Currently, we have four acute hospitals in some of the oldest healthcare buildings in Wales, parts of which are no longer fit purpose, and we have five community hospitals.

A consequence of so many acute hospitals is rotas that are much less attractive to clinicians compared to those offered by other Health Boards in Wales, and a lack of critical mass to provide the experience that clinicians seek to develop their careers. This makes it very difficult for us recruit. At any one time, we have between 780 and 900 vacancies for nurses and doctors. We therefore have to use expensive agency staff, which risks poorer quality of care, fragile services collapsing, and leads to the endemic financial problems, which go back decades. The condition of our estate can mean a relatively poorer patient and staff experience and challenges in the prevention and control of infections.

In Pembrokeshire, our strategy proposes integrated health and well-being centres in Haverfordwest, Fishguard, Narberth, Milford Haven, Tenby and Pembroke Dock.

In Carmarthenshire, proposals are for Carmarthen, Amman Valley, Llandovery, Cross Hands, and Pentre Awel, Llanelli; and

In Ceredigion, in Aberystwyth, Tregarron, Lampeter, and Llandysul, with sites already operational in Aberaeron and Cardigan.

These will provide a range of services, such as outpatients, diagnostics, GPs, district nurses, therapies, audiology, social care, third sector and more, as already successfully established in Aberaeron and Cardigan integrated care centres.

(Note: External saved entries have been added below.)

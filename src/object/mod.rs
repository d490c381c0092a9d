//! Typed object records and their resolved form.
//!
//! Reading an entry produces an [`ObjectHandle`]: the record's fields in
//! schema order, with references still expressed as bare ids.  The
//! [`resolve`] pass turns handles into [`ResolvedObject`]s whose references
//! point directly at other resolved objects.

pub mod resolve;

use indexmap::IndexMap;
use std::sync::Arc;

use crate::cursor::{ByteCursor, CursorError, Endian, RawBlob};
use crate::schema::{FieldKind, SchemaRegistry, TypeTag};

pub use resolve::{EntryState, ObjectGraph, Resolver};

/// Stable object identifier within one container.  0 is the null reference.
pub type ObjectId = u64;

#[derive(Debug, Clone, PartialEq)]
pub enum FieldValue {
    Int(i64),
    Float(f64),
    Str(String),
    Bytes(RawBlob),
    /// Unresolved reference; `None` for the null id.
    Ref(Option<ObjectId>),
    RefList(Vec<ObjectId>),
}

/// An object record as read from its entry, references not yet followed.
#[derive(Debug, Clone)]
pub struct ObjectHandle {
    pub id:       ObjectId,
    pub type_tag: TypeTag,
    /// Schema fields in declaration order.  Empty for opaque handles.
    pub fields:   IndexMap<&'static str, FieldValue>,
    /// The entry payload the record was read from (decompressed).
    pub raw:      RawBlob,
    /// False when no schema was registered for `type_tag`.
    pub known:    bool,
}

impl ObjectHandle {
    /// Read one record from `payload` using the schema registered for its tag.
    /// Unknown tags yield an opaque handle carrying only the raw bytes.
    pub fn read(payload: RawBlob, endian: Endian, schemas: &SchemaRegistry) -> Result<Self, CursorError> {
        let mut c = ByteCursor::new(payload.clone());
        let type_tag = TypeTag(c.read_u32(endian)?);
        let id = c.read_u64(endian)?;

        let Some(schema) = schemas.get(type_tag) else {
            return Ok(Self { id, type_tag, fields: IndexMap::new(), raw: payload, known: false });
        };

        let mut fields = IndexMap::with_capacity(schema.fields.len());
        for def in schema.fields {
            let value = match def.kind {
                FieldKind::Int32   => FieldValue::Int(c.read_i32(endian)? as i64),
                FieldKind::UInt32  => FieldValue::Int(c.read_u32(endian)? as i64),
                FieldKind::Int64   => FieldValue::Int(c.read_i64(endian)?),
                FieldKind::Float32 => FieldValue::Float(c.read_f32(endian)? as f64),
                FieldKind::String  => {
                    let len = c.read_u32(endian)? as u64;
                    let s = c.read_string(len)?;
                    c.read_aligned(4)?;
                    FieldValue::Str(s)
                }
                FieldKind::Bytes => {
                    let len = c.read_u32(endian)? as u64;
                    let b = c.slice(len)?;
                    c.read_aligned(4)?;
                    FieldValue::Bytes(b)
                }
                FieldKind::Reference => {
                    let target = c.read_u64(endian)?;
                    FieldValue::Ref((target != 0).then_some(target))
                }
                FieldKind::ReferenceList => {
                    let count = c.read_u32(endian)? as u64;
                    // Each id is 8 bytes; refuse counts the payload cannot hold.
                    if count.saturating_mul(8) > c.remaining() {
                        return Err(CursorError::OutOfBounds {
                            offset:    payload.source_offset() + c.position(),
                            requested: count.saturating_mul(8),
                            available: c.remaining(),
                        });
                    }
                    let mut ids = Vec::with_capacity(count as usize);
                    for _ in 0..count {
                        ids.push(c.read_u64(endian)?);
                    }
                    FieldValue::RefList(ids)
                }
            };
            fields.insert(def.name, value);
        }

        Ok(Self { id, type_tag, fields, raw: payload, known: true })
    }

    /// Ids of every non-null reference, in field order.
    pub fn references(&self) -> impl Iterator<Item = ObjectId> + '_ {
        self.fields.values().flat_map(|v| -> Vec<ObjectId> {
            match v {
                FieldValue::Ref(Some(id)) => vec![*id],
                FieldValue::RefList(ids)  => ids.iter().copied().filter(|&id| id != 0).collect(),
                _                         => Vec::new(),
            }
        })
    }
}

// ── Resolved form ────────────────────────────────────────────────────────────

#[derive(Debug, Clone)]
pub enum ResolvedValue {
    Int(i64),
    Float(f64),
    Str(String),
    Bytes(RawBlob),
    /// `None` for null, dangling and cycle-breaking references.
    Object(Option<Arc<ResolvedObject>>),
    Objects(Vec<Option<Arc<ResolvedObject>>>),
}

#[derive(Debug, Clone)]
pub struct ResolvedObject {
    pub id:         ObjectId,
    pub type_tag:   TypeTag,
    /// Directory name of the entry the object was read from.
    pub entry_name: String,
    pub fields:     IndexMap<&'static str, ResolvedValue>,
    pub raw:        RawBlob,
    pub known:      bool,
}

impl ResolvedObject {
    pub fn field(&self, name: &str) -> Option<&ResolvedValue> {
        self.fields.get(name)
    }

    pub fn int(&self, name: &str) -> Option<i64> {
        match self.field(name)? {
            ResolvedValue::Int(v) => Some(*v),
            _ => None,
        }
    }

    pub fn float(&self, name: &str) -> Option<f64> {
        match self.field(name)? {
            ResolvedValue::Float(v) => Some(*v),
            _ => None,
        }
    }

    pub fn str(&self, name: &str) -> Option<&str> {
        match self.field(name)? {
            ResolvedValue::Str(s) => Some(s),
            _ => None,
        }
    }

    pub fn bytes(&self, name: &str) -> Option<&RawBlob> {
        match self.field(name)? {
            ResolvedValue::Bytes(b) => Some(b),
            _ => None,
        }
    }

    pub fn object(&self, name: &str) -> Option<&Arc<ResolvedObject>> {
        match self.field(name)? {
            ResolvedValue::Object(o) => o.as_ref(),
            _ => None,
        }
    }

    pub fn objects(&self, name: &str) -> &[Option<Arc<ResolvedObject>>] {
        match self.field(name) {
            Some(ResolvedValue::Objects(list)) => list,
            _ => &[],
        }
    }

    /// Recorded name, falling back to the directory entry name.
    pub fn display_name(&self) -> &str {
        match self.str("name") {
            Some(n) if !n.is_empty() => n,
            _ => &self.entry_name,
        }
    }
}

#[cfg(test)]
mod tests {
    use super::*;
    use crate::builder::RecordWriter;

    #[test]
    fn reads_fields_in_schema_order() {
        let rec = RecordWriter::new(TypeTag::SPRITE, 9, Endian::Big)
            .string("icon")
            .reference(4)
            .float32(1.0)
            .float32(2.0)
            .float32(3.0)
            .float32(4.5)
            .finish();
        let h = ObjectHandle::read(RawBlob::new(rec), Endian::Big, &SchemaRegistry::builtin()).unwrap();
        assert!(h.known);
        assert_eq!(h.id, 9);
        let names: Vec<_> = h.fields.keys().copied().collect();
        assert_eq!(names, ["name", "texture", "rect_x", "rect_y", "rect_width", "rect_height"]);
        assert_eq!(h.fields["texture"], FieldValue::Ref(Some(4)));
        assert_eq!(h.fields["rect_height"], FieldValue::Float(4.5));
        assert_eq!(h.references().collect::<Vec<_>>(), vec![4]);
    }

    #[test]
    fn unknown_tag_is_opaque() {
        let mut rec = RecordWriter::new(TypeTag(999), 3, Endian::Little).finish();
        rec.extend_from_slice(b"future payload");
        let h = ObjectHandle::read(RawBlob::new(rec.clone()), Endian::Little, &SchemaRegistry::builtin()).unwrap();
        assert!(!h.known);
        assert!(h.fields.is_empty());
        assert_eq!(h.raw.as_slice(), rec.as_slice());
    }

    #[test]
    fn truncated_record_is_out_of_bounds() {
        let rec = RecordWriter::new(TypeTag::TEXT_ASSET, 1, Endian::Little).string("a").finish();
        let err = ObjectHandle::read(RawBlob::new(rec), Endian::Little, &SchemaRegistry::builtin()).unwrap_err();
        assert!(matches!(err, CursorError::OutOfBounds { .. }));
    }

    #[test]
    fn huge_reference_list_is_rejected_before_allocating() {
        let rec = RecordWriter::new(TypeTag::GAME_OBJECT, 1, Endian::Little)
            .string("go")
            .reference(0)
            .uint32(u32::MAX)
            .finish();
        let err = ObjectHandle::read(RawBlob::new(rec), Endian::Little, &SchemaRegistry::builtin()).unwrap_err();
        assert!(matches!(err, CursorError::OutOfBounds { .. }));
    }
}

We intend the integrated health and well-being centres to be built before the specialist new urgent and planned care hospital, so the vast majority of people’s health care in Hywel Dda will be provided closer to their homes. This is so important in our vast rural area of West Wales.

Subject to approval by Welsh Government of our Programme Business Case, which was submitted in January 2022, it is intended the new urgent and planned care hospital will be built around 2029.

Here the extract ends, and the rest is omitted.